> **Work instruction**
In the material below, the lines to repeat exactly run from the one containing "and vector collections." to the very last line, both included.

> **Input**
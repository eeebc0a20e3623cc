//! semdex - incremental semantic indexing of local folders and repositories
//!
//! The [`Engine`] owns all state: change detection, per-mode sync queues, the
//! folder watcher, branch manifests and vector collections.

mod domain;
pub use domain::{config, event, mode, paths};

pub mod dirs;
pub mod embedding;
pub mod index;
pub mod pipeline;
pub mod service;
pub mod store;
pub mod watch;

pub use service::{Engine, EngineError, IndexRequest, RepoIndexRequest, RunPhase, RunReport, RunStatus};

> **Output below**
//! folder watcher, branch manifests and vector collections.

mod domain;
pub use domain::{config, event, mode, paths};

pub mod dirs;
pub mod embedding;
pub mod index;
pub mod pipeline;
pub mod service;
pub mod store;
pub mod watch;

pub use service::{Engine, EngineError, IndexRequest, RepoIndexRequest, RunPhase, RunReport, RunStatus};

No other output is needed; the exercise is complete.